The goal of Fair Representation Learning (FRL) is to mitigate biases in machine learning models by learning data representations that enable high accuracy on downstream tasks while minimizing discrimination based on sensitive attributes. The evaluation of FRL methods in many recent works primarily focuses on the tradeoff between downstream fairness and accuracy with respect to a single task that was used to approximate the utility of representations during training (proxy task). This incentivizes retaining only features relevant to the proxy task while discarding all other information. In extreme cases, this can cause the learned representations to collapse to a trivial, binary value, rendering them unusable in transfer settings. In this work, we argue that this approach is fundamentally mismatched with the original motivation of FRL, which arises from settings with many downstream tasks unknown at training time (transfer tasks). To remedy this, we propose to refocus the evaluation protocol of FRL methods primarily around the performance on transfer tasks. A key challenge when conducting such an evaluation is the lack of adequate benchmarks. We address this by formulating four criteria that a suitable evaluation procedure should fulfill. Based on these, we propose TransFair, a benchmark that satisfies these criteria, consisting of novel variations of popular FRL datasets with carefully calibrated transfer tasks. In this setting, we reevaluate state-of-the-art FRL methods, observing that they often overfit to the proxy task, which causes them to underperform on certain transfer tasks. We further highlight the importance of task-agnostic learning signals for FRL methods, as they can lead to more transferrable representations.

Figures (5)

• Figure 1: Most FRL works conduct their main evaluation by measuring the predictive performance of their learned representations on a proxy task $y_p$ that has also often been used to train the representations $z_i$. However, such an approach does not provide any insight into the downstream performance of the representations on other tasks. In fact, two representations $z_1$ and $z_2$, retaining vastly different amounts of information from the original data $x$, could still be indistinguishable under this evaluation method by being equally predictive of $y_p$. We introduce the TransFair benchmark to facilitate transfer evaluations on other tasks $y_t$, allowing one to successfully identify richer representations.
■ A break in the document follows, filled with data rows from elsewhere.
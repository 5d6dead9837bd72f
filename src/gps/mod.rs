// src/gps/mod.rs
//! Location sources: the gpsd session and the manual override file

pub mod data;
pub mod gpsd;
pub mod manual;

pub use data::{Fix, FixMode, OverrideRecord};
pub use gpsd::{LiveFix, LiveSession};
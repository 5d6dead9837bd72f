// src/sink/mod.rs
//! Output side: record formatting and delivery to the downstream sinks

pub mod fifo;
pub mod format;

use crate::{config::ReaderConfig, error::Result};
use fifo::FifoSink;
use tracing::{debug, warn};

/// A downstream consumer of formatted records
pub trait RecordSink: Send + Sync {
    fn name(&self) -> &str;

    /// Deliver one record; errors only concern this sink
    fn write_record(&self, record: &str) -> Result<()>;
}

/// Which sinks received a record
#[derive(Debug, Clone, Copy, PartialEq, Eq)]
pub struct PublishOutcome {
    pub ui: bool,
    pub mesh: bool,
}

impl PublishOutcome {
    pub fn delivered(&self) -> usize {
        usize::from(self.ui) + usize::from(self.mesh)
    }
}

/// Writes every record to the UI sink and the mesh sink independently
pub struct DualSinkPublisher {
    ui: Box<dyn RecordSink>,
    mesh: Box<dyn RecordSink>,
}

impl DualSinkPublisher {
    pub fn new(ui: Box<dyn RecordSink>, mesh: Box<dyn RecordSink>) -> Self {
        Self { ui, mesh }
    }

    pub fn from_config(config: &ReaderConfig) -> Self {
        Self::new(
            Box::new(FifoSink::new("ui", &config.ui_sink_path)),
            Box::new(FifoSink::new("mesh", &config.mesh_sink_path)),
        )
    }

    /// Write `record` to both sinks. A failing sink is logged and skipped.
    pub fn publish(&self, record: &str) -> PublishOutcome {
        let outcome = PublishOutcome {
            ui: Self::deliver(self.ui.as_ref(), record),
            mesh: Self::deliver(self.mesh.as_ref(), record),
        };
        debug!("Published {:?} to {} sink(s)", record.trim_end(), outcome.delivered());
        outcome
    }

    fn deliver(sink: &dyn RecordSink, record: &str) -> bool {
        match sink.write_record(record) {
            Ok(()) => true,
            Err(e) => {
                warn!("Skipping {} sink this cycle: {}", sink.name(), e);
                false
            }
        }
    }
}
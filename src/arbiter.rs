// src/arbiter.rs
//! Live/manual mode arbitration
//!
//! The outer loop checks for the override file on every pass. Without it
//! the arbiter opens a gpsd session and stays in the live loop until the
//! session fails or the override file appears; with it the arbiter reads
//! the override and publishes a manual record.

use crate::{
    config::ReaderConfig,
    error::Result,
    gps::{
        gpsd::{LiveFix, LiveSession},
        manual::{override_present, read_override},
    },
    sink::{
        fifo::ensure_fifo,
        format::{format_fix, format_manual},
        DualSinkPublisher,
    },
    throttle::ThrottleState,
};
use std::fmt;
use tokio::time::sleep;
use tracing::{debug, error, info, warn};

#[derive(Debug, Clone, Copy, PartialEq, Eq)]
pub enum Mode {
    Live,
    Manual,
}

impl fmt::Display for Mode {
    fn fmt(&self, f: &mut fmt::Formatter<'_>) -> fmt::Result {
        match self {
            Mode::Live => write!(f, "live"),
            Mode::Manual => write!(f, "manual"),
        }
    }
}

/// Why a live session ended
#[derive(Debug, Clone, Copy, PartialEq, Eq)]
pub enum LiveExit {
    OverrideDetected,
    ReadFailed,
}

#[derive(Debug, Clone, Copy, Default, PartialEq, Eq)]
pub struct CycleStats {
    /// Live fixes and manual reads that went through the throttle
    pub acquisitions: u64,
    /// Live cycles that timed out or carried no mode
    pub discarded: u64,
    pub publishes: u64,
}

pub struct ModeArbiter {
    config: ReaderConfig,
    publisher: DualSinkPublisher,
    throttle: ThrottleState,
    mode: Option<Mode>,
    stats: CycleStats,
}

impl ModeArbiter {
    pub fn new(config: ReaderConfig) -> Self {
        let publisher = DualSinkPublisher::from_config(&config);
        Self::with_publisher(config, publisher)
    }

    pub fn with_publisher(config: ReaderConfig, publisher: DualSinkPublisher) -> Self {
        Self {
            config,
            publisher,
            throttle: ThrottleState::new(),
            mode: None,
            stats: CycleStats::default(),
        }
    }

    pub fn mode(&self) -> Option<Mode> {
        self.mode
    }

    pub fn stats(&self) -> CycleStats {
        self.stats
    }

    pub fn throttle(&self) -> &ThrottleState {
        &self.throttle
    }

    /// Create missing sink FIFOs when configured to
    pub fn provision_sinks(&self) {
        if !self.config.create_fifos {
            return;
        }
        for path in [&self.config.ui_sink_path, &self.config.mesh_sink_path] {
            match ensure_fifo(path) {
                Ok(true) => info!("Created FIFO {}", path.display()),
                Ok(false) => debug!("Sink {} already exists", path.display()),
                Err(e) => warn!("Cannot create FIFO {}: {}", path.display(), e),
            }
        }
    }

    /// Run until the process is terminated or gpsd cannot be reached
    pub async fn run(&mut self) -> Result<()> {
        loop {
            self.run_once().await?;
        }
    }

    /// One pass of the outer loop.
    ///
    /// Only a failed gpsd connect is returned as an error.
    pub async fn run_once(&mut self) -> Result<()> {
        if override_present(&self.config.override_path) {
            self.run_manual_pass().await;
            sleep(self.config.loop_interval()).await;
            return Ok(());
        }

        let session = self.connect_live().await?;
        match self.run_live_session(session).await {
            LiveExit::OverrideDetected => info!("Override file detected, leaving live mode"),
            LiveExit::ReadFailed => info!("Live session ended, reconnecting"),
        }
        Ok(())
    }

    /// Enter live mode and open a gpsd session
    pub async fn connect_live(&mut self) -> Result<LiveSession> {
        self.enter(Mode::Live);
        info!("Connecting to gpsd at {}...", self.config.gpsd_address());
        let session = LiveSession::connect(
            &self.config.gpsd_host,
            self.config.gpsd_port,
            self.config.read_timeout(),
        )
        .await?;
        info!("Connected successfully!");
        self.throttle.reset();
        Ok(session)
    }

    /// Drive the live loop until the session fails or the override file appears.
    ///
    /// The session is closed before returning in both cases.
    pub async fn run_live_session(&mut self, mut session: LiveSession) -> LiveExit {
        let before = self.stats;
        let exit = loop {
            match session.next_fix().await {
                Ok(Some(live)) => self.handle_live_fix(&live),
                Ok(None) => self.stats.discarded += 1,
                Err(e) => {
                    error!("{}", e);
                    break LiveExit::ReadFailed;
                }
            }

            if override_present(&self.config.override_path) {
                break LiveExit::OverrideDetected;
            }
        };

        session.close().await;
        info!(
            "gpsd session closed: {} fixes, {} idle cycles, {} publishes",
            self.stats.acquisitions - before.acquisitions,
            self.stats.discarded - before.discarded,
            self.stats.publishes - before.publishes
        );
        exit
    }

    fn handle_live_fix(&mut self, live: &LiveFix) {
        self.stats.acquisitions += 1;
        let due = self.throttle.record(
            self.config.live_threshold,
            live.time_updated,
            live.position_updated(),
        );
        if due {
            self.publish(&format_fix(&live.fix));
        }
    }

    /// Read the override file and publish it when the throttle allows
    pub async fn run_manual_pass(&mut self) {
        self.enter(Mode::Manual);

        // The file may have been removed since the presence check
        let Some(record) = read_override(&self.config.override_path) else {
            return;
        };

        self.stats.acquisitions += 1;
        if self.throttle.record(self.config.manual_threshold, true, true) {
            self.publish(&format_manual(&record));
        }
        sleep(self.config.manual_interval()).await;
    }

    fn publish(&mut self, record: &str) {
        let outcome = self.publisher.publish(record);
        if outcome.delivered() > 0 {
            self.stats.publishes += 1;
        }
    }

    fn enter(&mut self, mode: Mode) {
        if self.mode != Some(mode) {
            info!("Entering {} mode", mode);
            self.mode = Some(mode);
            self.throttle.reset();
        }
    }
}
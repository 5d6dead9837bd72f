// src/sink/format.rs
//! Text record rendering
//!
//! `[mode],[mode_id],[date],[time],[lat],[lon],[speed],[track],[sat_used],[sat_visible]`

use crate::gps::{Fix, FixMode, OverrideRecord};
use chrono::{DateTime, Local};

const TIMESTAMP_FORMAT: &str = "%Y-%m-%d,%H:%M:%S";

/// Placeholder telemetry for manually asserted positions
const MANUAL_TELEMETRY: &str = "0.0,233,19,0";

pub fn format_timestamp(timestamp: &DateTime<Local>) -> String {
    timestamp.format(TIMESTAMP_FORMAT).to_string()
}

/// Render a live fix as one newline-terminated record
pub fn format_fix(fix: &Fix) -> String {
    let mode = fix.mode;
    match fix.position() {
        Some((lat, lon)) => {
            let timestamp = fix.timestamp.as_ref().map(format_timestamp).unwrap_or_default();
            format!(
                "{},{},{},{:.8},{:.8},{:.1},{:.0},{},{} \n",
                mode.name(),
                mode.id(),
                timestamp,
                lat,
                lon,
                fix.speed,
                fix.track,
                fix.satellites_used,
                fix.satellites_visible
            )
        }
        None => format!("{},{},-,-,-,-,-,-,- \n", mode.name(), mode.id()),
    }
}

/// Render a manual override as one newline-terminated record
pub fn format_manual(record: &OverrideRecord) -> String {
    format!(
        "{},{},{},{},{}\n",
        FixMode::Manual.name(),
        FixMode::Manual.id(),
        format_timestamp(&record.captured_at),
        record.raw_location,
        MANUAL_TELEMETRY
    )
}
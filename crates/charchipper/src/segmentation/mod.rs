//! # Special-Token Segmentation
//!
//! Splits raw text into alternating plain / special-token spans ahead of
//! per-character encoding.
//!
//! Special tokens are always matched as literal substrings by an explicit
//! scanner; no regex engine is involved, so tokens containing regex
//! metacharacters need no escaping.

use core::ops::Range;

/// A labeled byte-range span of the segmented text.
#[derive(Clone, Debug, PartialEq, Eq, Hash)]
pub enum SpanRef {
    /// A run of plain characters.
    Plain(Range<usize>),

    /// A whole special-token match.
    Special(Range<usize>),
}

impl From<SpanRef> for Range<usize> {
    fn from(span: SpanRef) -> Self {
        match span {
            SpanRef::Plain(range) => range,
            SpanRef::Special(range) => range,
        }
    }
}

/// Literal-substring scanner over a registered special-token list.
///
/// Match policy: the earliest-starting match wins; at equal start
/// positions the longest token wins, and a length tie goes to the
/// first-registered token.
#[derive(Clone, Debug, Default)]
pub struct SpecialScanner {
    specials: Vec<String>,
}

impl SpecialScanner {
    /// Build a scanner from the registered special tokens, in order.
    ///
    /// Empty-string tokens are dropped; they can never span text.
    pub fn new<I, S>(specials: I) -> Self
    where
        I: IntoIterator<Item = S>,
        S: Into<String>,
    {
        Self {
            specials: specials
                .into_iter()
                .map(Into::into)
                .filter(|s| !s.is_empty())
                .collect(),
        }
    }

    /// The byte length of the winning special token at `pos`, if any.
    fn match_len_at(
        &self,
        text: &str,
        pos: usize,
    ) -> Option<usize> {
        let rest = &text[pos..];
        let mut best: Option<usize> = None;
        for token in &self.specials {
            if rest.starts_with(token.as_str()) && best.map_or(true, |len| token.len() > len) {
                best = Some(token.len());
            }
        }
        best
    }

    /// Split text into alternating [`SpanRef::Plain`] and
    /// [`SpanRef::Special`] spans covering the whole input.
    ///
    /// With no registered special tokens the whole text is one plain
    /// span; empty text yields no spans.
    ///
    /// ## Arguments
    /// * `text` - the text to split.
    ///
    /// ## Returns
    /// A vector of `SpanRef` items in left-to-right order.
    pub fn split_spans(
        &self,
        text: &str,
    ) -> Vec<SpanRef> {
        let mut spans = Vec::new();
        if self.specials.is_empty() {
            if !text.is_empty() {
                spans.push(SpanRef::Plain(0..text.len()));
            }
            return spans;
        }

        let mut plain_start = 0;
        let mut pos = 0;
        while pos < text.len() {
            match self.match_len_at(text, pos) {
                Some(len) => {
                    if plain_start < pos {
                        spans.push(SpanRef::Plain(plain_start..pos));
                    }
                    spans.push(SpanRef::Special(pos..pos + len));
                    pos += len;
                    plain_start = pos;
                }
                None => {
                    // Advance one whole character, never into a scalar.
                    pos += text[pos..].chars().next().map_or(1, char::len_utf8);
                }
            }
        }
        if plain_start < text.len() {
            spans.push(SpanRef::Plain(plain_start..text.len()));
        }
        spans
    }
}
//! # Character Codec
//!
//! Encode text to token ids and decode ids back to text against an
//! immutable, fully-trained [`Vocabulary`].
//!
//! Decoding is deliberately lossy: it sits downstream of models whose
//! outputs repeat an id across consecutive frames (a CTC-style blank
//! spanning multiple slots), so immediate repeats are collapsed and
//! special tokens stripped before the text is rebuilt. As a result
//! `decode(encode(x))` differs from `x` whenever `x` contains adjacent
//! equal characters.

use crate::errors::CCResult;
use crate::segmentation::{SpanRef, SpecialScanner};
use crate::vocab::{TokenId, Vocabulary};

/// Character-level encoder/decoder over a borrowed [`Vocabulary`].
#[derive(Clone, Debug)]
pub struct CharCodec<'a> {
    vocab: &'a Vocabulary,
    scanner: SpecialScanner,
}

impl<'a> CharCodec<'a> {
    /// Build a codec for a vocabulary, pre-building the special-token
    /// scanner from its registered specials.
    pub fn new(vocab: &'a Vocabulary) -> Self {
        let scanner = SpecialScanner::new(vocab.special_tokens().iter().cloned());
        Self { vocab, scanner }
    }

    /// The backing vocabulary.
    pub fn vocab(&self) -> &Vocabulary {
        self.vocab
    }

    /// Encode text into token ids.
    ///
    /// The text is segmented around special tokens first; special spans
    /// emit one id, plain spans emit one id per character.
    ///
    /// ## Arguments
    /// * `text` - the text to encode.
    ///
    /// ## Returns
    /// The id sequence, or [`CCError::UnknownUnit`] on the first unit
    /// never registered in the vocabulary.
    ///
    /// [`CCError::UnknownUnit`]: crate::errors::CCError::UnknownUnit
    pub fn encode(
        &self,
        text: &str,
    ) -> CCResult<Vec<TokenId>> {
        let mut ids = Vec::with_capacity(text.chars().count());
        let mut buf = [0u8; 4];

        for span in self.scanner.split_spans(text) {
            match span {
                SpanRef::Special(range) => {
                    ids.push(self.vocab.try_id_of(&text[range])?);
                }
                SpanRef::Plain(range) => {
                    for ch in text[range].chars() {
                        ids.push(self.vocab.try_id_of(ch.encode_utf8(&mut buf))?);
                    }
                }
            }
        }
        Ok(ids)
    }

    /// Decode token ids back into text.
    ///
    /// Two phases:
    /// 1. adjacent-duplicate collapse: an id equal to the last *kept* id
    ///    is dropped, so runs collapse to one occurrence while
    ///    non-adjacent repeats survive;
    /// 2. special-token stripping: surviving ids that map to special
    ///    tokens contribute nothing; all other units are concatenated.
    ///
    /// ## Arguments
    /// * `ids` - the id sequence to decode.
    ///
    /// ## Returns
    /// The decoded text, or [`CCError::UnknownId`] on the first id with
    /// no vocabulary entry.
    ///
    /// [`CCError::UnknownId`]: crate::errors::CCError::UnknownId
    pub fn decode(
        &self,
        ids: &[TokenId],
    ) -> CCResult<String> {
        let mut text = String::new();
        let mut last_kept: Option<TokenId> = None;

        for &id in ids {
            if last_kept == Some(id) {
                continue;
            }
            last_kept = Some(id);

            let unit = self.vocab.try_unit_of(id)?;
            if !self.vocab.is_special(unit) {
                text.push_str(unit);
            }
        }
        Ok(text)
    }
}
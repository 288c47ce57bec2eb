use std::fs::File;
use std::io::{BufRead, BufReader};

use anyhow::Context;
use charchipper::{CharCodec, Vocabulary, load_vocab_path, save_vocab_path};
use clap::Parser;

/// Character-level tokenizer trainer and smoke-test CLI.
#[derive(Parser, Debug)]
#[command(author, version, about, long_about = None)]
pub struct Args {
    /// Logging verbosity; repeat for more detail.
    #[arg(short, long, action = clap::ArgAction::Count)]
    pub verbose: u8,

    #[command(subcommand)]
    pub command: Command,
}

#[derive(Parser, Debug)]
pub enum Command {
    /// Train a vocabulary from a text file, one sample per line.
    Train {
        /// Path to the training text file.
        #[arg(long)]
        input: String,

        /// Destination path for the vocabulary record.
        #[arg(long)]
        output: String,

        /// Special tokens, in registration order; repeatable.
        #[arg(long = "special")]
        specials: Vec<String>,
    },

    /// Load a vocabulary, encode a string, and decode it back.
    Roundtrip {
        /// Path to the vocabulary record.
        #[arg(long)]
        vocab: String,

        /// The text to encode.
        text: String,
    },
}

fn main() -> anyhow::Result<()> {
    let args = Args::parse();

    stderrlog::new()
        .modules(["charchipper", module_path!()])
        .verbosity(args.verbose as usize + 2)
        .init()?;

    match &args.command {
        Command::Train {
            input,
            output,
            specials,
        } => run_train(input, output, specials),
        Command::Roundtrip { vocab, text } => run_roundtrip(vocab, text),
    }
}

fn run_train(
    input: &str,
    output: &str,
    specials: &[String],
) -> anyhow::Result<()> {
    let file = File::open(input).with_context(|| format!("failed to open {input}"))?;
    let lines = BufReader::new(file)
        .lines()
        .collect::<Result<Vec<String>, _>>()
        .with_context(|| format!("failed to read {input}"))?;

    let mut vocab = Vocabulary::with_special_tokens(specials.iter().cloned());
    vocab.train_from_iter(&lines);

    save_vocab_path(&vocab, output).with_context(|| format!("failed to write {output}"))?;
    log::info!("trained {} units from {} lines", vocab.size(), lines.len());

    Ok(())
}

fn run_roundtrip(
    vocab_path: &str,
    text: &str,
) -> anyhow::Result<()> {
    let vocab = load_vocab_path(vocab_path)
        .with_context(|| format!("failed to load {vocab_path}"))?;
    let codec = CharCodec::new(&vocab);

    let ids = codec.encode(text)?;
    println!("{ids:?}");
    println!("{}", codec.decode(&ids)?);

    Ok(())
}
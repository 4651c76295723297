//! Bearer-token authorization gate for realm-issued JWTs.
//!
//! `services::auth` holds the transport-agnostic pipeline
//! (header -> verified claims -> roles -> access decision);
//! `api` and `middleware` wire it into an axum router.

pub mod api;
pub mod app;
pub mod config;
pub mod error;
pub mod middleware;
pub mod services;
pub mod state;
//! Bearer token verification + role gate -> AuthCtx in request extensions.
//!
//! Each protected route group gets its own `RolePredicate`:
//! ```ignore
//! let admin = Router::new().route("/admin/resource", get(admin_resource));
//! let admin = middleware::auth::access::require(admin, state.clone(), RolePredicate::admin());
//! ```

use std::sync::Arc;

use axum::{
    Router,
    body::Body,
    extract::State,
    http::{Request, header},
    middleware::{self, Next},
    response::Response,
};

use crate::api::v1::extractors::AuthCtx;
use crate::error::AppError;
use crate::services::auth::{AuthError, RolePredicate};
use crate::state::AppState;

#[derive(Clone)]
struct Guard {
    state: AppState,
    predicate: Arc<RolePredicate>,
}

/// Apply the access gate to every route currently in `router`.
///
/// `route_layer` so that unmatched paths still 404 instead of 401.
pub fn require(
    router: Router<AppState>,
    state: AppState,
    predicate: RolePredicate,
) -> Router<AppState> {
    let guard = Guard {
        state,
        predicate: Arc::new(predicate),
    };
    // axum 0.8: `from_fn` cannot take a State extractor, so the guard is passed via `from_fn_with_state`
    router.route_layer(middleware::from_fn_with_state(guard, access_middleware))
}

async fn access_middleware(
    State(guard): State<Guard>,
    mut req: Request<Body>,
    next: Next,
) -> Result<Response, AppError> {
    // A header that is not valid visible ASCII cannot carry a bearer token.
    // Owned copy: the request must not stay borrowed across the key fetch.
    let auth = match req.headers().get(header::AUTHORIZATION) {
        None => None,
        Some(v) => Some(
            v.to_str()
                .map_err(|_| AppError::from(AuthError::MalformedHeader))?
                .to_owned(),
        ),
    };

    let roles = match guard
        .state
        .auth
        .authorize(auth.as_deref(), &guard.predicate)
        .await
    {
        Ok(roles) => roles,
        Err(err @ AuthError::KeyUnavailable(_)) => {
            tracing::error!(error = %err, "identity provider key unavailable");
            return Err(err.into());
        }
        Err(err @ AuthError::Forbidden(_)) => {
            tracing::info!(error = %err, predicate = ?guard.predicate, "access denied");
            return Err(err.into());
        }
        Err(err) => {
            tracing::warn!(error = %err, "access token verification failed");
            return Err(err.into());
        }
    };

    // handed to the AuthCtx extractor
    req.extensions_mut().insert(AuthCtx::new(roles));

    Ok(next.run(req).await)
}
//! HTTP-level middleware (cross-cutting concerns).
//!
//! Responsibility:
//! - Request-Id generation + propagation (X-Request-Id)
//! - Access logging / request tracing (TraceLayer), one span per request tagged with the id
//! - Body size limits
//! - Global timeouts
//!
//! Limits come from `HttpConfig` so call sites stay unchanged when they are tuned.

use std::time::Duration;

use axum::Router;
use axum::body::Body;
use axum::error_handling::HandleErrorLayer;
use axum::http::{Request, StatusCode, header::HeaderName};
use tower::timeout::TimeoutLayer;
use tower::{BoxError, ServiceBuilder};
use tower_http::limit::RequestBodyLimitLayer;
use tower_http::request_id::{MakeRequestUuid, PropagateRequestIdLayer, SetRequestIdLayer};
use tower_http::trace::TraceLayer;

use crate::config::HttpConfig;

const REQUEST_ID_HEADER: &str = "x-request-id";

/// Apply HTTP-level middleware to the given Router.
pub fn apply(router: Router, config: &HttpConfig) -> Router {
    let request_id_header = HeaderName::from_static(REQUEST_ID_HEADER);

    let layers = ServiceBuilder::new()
        // Make the service error `Infallible` by converting errors into responses.
        .layer(HandleErrorLayer::new(|err: BoxError| async move {
            if err.is::<tower::timeout::error::Elapsed>() {
                StatusCode::REQUEST_TIMEOUT
            } else {
                StatusCode::INTERNAL_SERVER_ERROR
            }
        }))
        .layer(SetRequestIdLayer::new(
            request_id_header.clone(),
            MakeRequestUuid,
        ))
        .layer(PropagateRequestIdLayer::new(request_id_header))
        // Outside the body limit so the span sees the untouched request type.
        .layer(TraceLayer::new_for_http().make_span_with(|req: &Request<Body>| {
            let request_id = req
                .headers()
                .get(REQUEST_ID_HEADER)
                .and_then(|v| v.to_str().ok())
                .unwrap_or("-");
            tracing::info_span!(
                "request",
                method = %req.method(),
                uri = %req.uri(),
                request_id = %request_id,
            )
        }))
        .layer(RequestBodyLimitLayer::new(config.body_limit_bytes))
        // Covers the identity provider round-trip as well.
        .layer(TimeoutLayer::new(Duration::from_secs(
            config.request_timeout_seconds,
        )));

    router.layer(layers)
}
use async_trait::async_trait;
use std::collections::HashMap;
use std::sync::Arc;
use std::time::{Duration, Instant};
use tokio::sync::RwLock;

use crate::services::cache::client::{CacheClient, CacheResult};

/// In-process cache with per-entry expiry.
///
/// Expired entries are dropped lazily on read. An expiry past what `Instant` can
/// represent is stored as `None` and never expires.
#[derive(Clone, Debug, Default)]
pub struct MemoryCache {
    entries: Arc<RwLock<HashMap<String, (String, Option<Instant>)>>>,
}

impl MemoryCache {
    pub fn new() -> Self {
        Self::default()
    }
}

#[async_trait]
impl CacheClient for MemoryCache {
    fn backend_name(&self) -> &'static str {
        "memory"
    }

    async fn get_string(&self, key: &str) -> CacheResult<Option<String>> {
        {
            let entries = self.entries.read().await;
            match entries.get(key) {
                Some((value, expires_at)) if expires_at.is_none_or(|at| Instant::now() < at) => {
                    return Ok(Some(value.clone()));
                }
                None => return Ok(None),
                Some(_) => {}
            }
        }

        // expired
        self.entries.write().await.remove(key);
        Ok(None)
    }

    async fn set_with_ttl(&self, key: &str, value: &str, ttl: Duration) -> CacheResult<()> {
        let expires_at = Instant::now().checked_add(ttl);
        self.entries
            .write()
            .await
            .insert(key.to_string(), (value.to_string(), expires_at));
        Ok(())
    }

    async fn del(&self, key: &str) -> CacheResult<u64> {
        let removed = self.entries.write().await.remove(key);
        Ok(u64::from(removed.is_some()))
    }
}

#[cfg(test)]
mod tests {
    use super::*;
    use crate::services::cache::client::ttl_seconds;

    #[tokio::test]
    async fn stores_and_reads_back() {
        let cache = MemoryCache::new();
        cache
            .set_with_ttl("realm-key:demo", "pem", ttl_seconds(60))
            .await
            .unwrap();

        assert_eq!(
            cache.get_string("realm-key:demo").await.unwrap().as_deref(),
            Some("pem")
        );
        assert_eq!(cache.get_string("realm-key:other").await.unwrap(), None);
    }

    #[tokio::test]
    async fn expired_entries_read_as_missing() {
        let cache = MemoryCache::new();
        cache
            .set_with_ttl("k", "v", Duration::from_millis(0))
            .await
            .unwrap();

        assert_eq!(cache.get_string("k").await.unwrap(), None);
        // lazily evicted
        assert_eq!(cache.del("k").await.unwrap(), 0);
    }

    #[tokio::test]
    async fn huge_ttl_does_not_overflow_the_clock() {
        let cache = MemoryCache::new();
        cache
            .set_with_ttl("k", "v", Duration::from_secs(u64::MAX))
            .await
            .unwrap();

        assert_eq!(cache.get_string("k").await.unwrap().as_deref(), Some("v"));
    }

    #[tokio::test]
    async fn del_reports_removed_count() {
        let cache = MemoryCache::new();
        cache.set_with_ttl("k", "v", ttl_seconds(60)).await.unwrap();

        assert_eq!(cache.del("k").await.unwrap(), 1);
        assert_eq!(cache.del("k").await.unwrap(), 0);
    }
}
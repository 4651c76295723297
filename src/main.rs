/*
 * Responsibility
 * - Start the tokio runtime
 * - Call app::run() (no logic here)
 */
use anyhow::Result;

#[tokio::main]
async fn main() -> Result<()> {
    realm_gate::app::run().await
}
• Figure 2: Accuracy-fairness Pareto fronts achieved by different FRL methods that rely solely on the proxy label $y_p$ to evaluate utility during training, on ACS-Transfer (top) and Heritage-Health-Transfer (bottom). Transfer tasks are sorted by decreasing correlation with $y_p$, shown as SMC in parentheses. The area shaded in red indicates representations with higher unfairness than the unfair baseline.
• Figure 3: TransFair Pareto fronts achieved by FARE, sIPM-LFR and CVIB, with and without the reconstruction loss. Top: Results on ACS-Transfer, Bottom: Results on Heritage-Health-Transfer.
• Figure 4: As can be seen, it is possible to obtain a reasonable fairness-utility tradeoff for all labels in principle. For the purpose of demonstrating this, we train FARE (Eval) directly using the transfer label in question during training and compare this to FARE (Proxy) that has been trained on the proxy task $y_p$.
• Figure 5: Comparison of FARE with the reconstruction loss based on the mean squared distance (FARE (Rec)) and the absolute distance (FARE (Rec Abs)) on all transfer tasks. The top row shows the results on ACS-Transfer, while the bottom row shows the results on Heritage-Health-Transfer.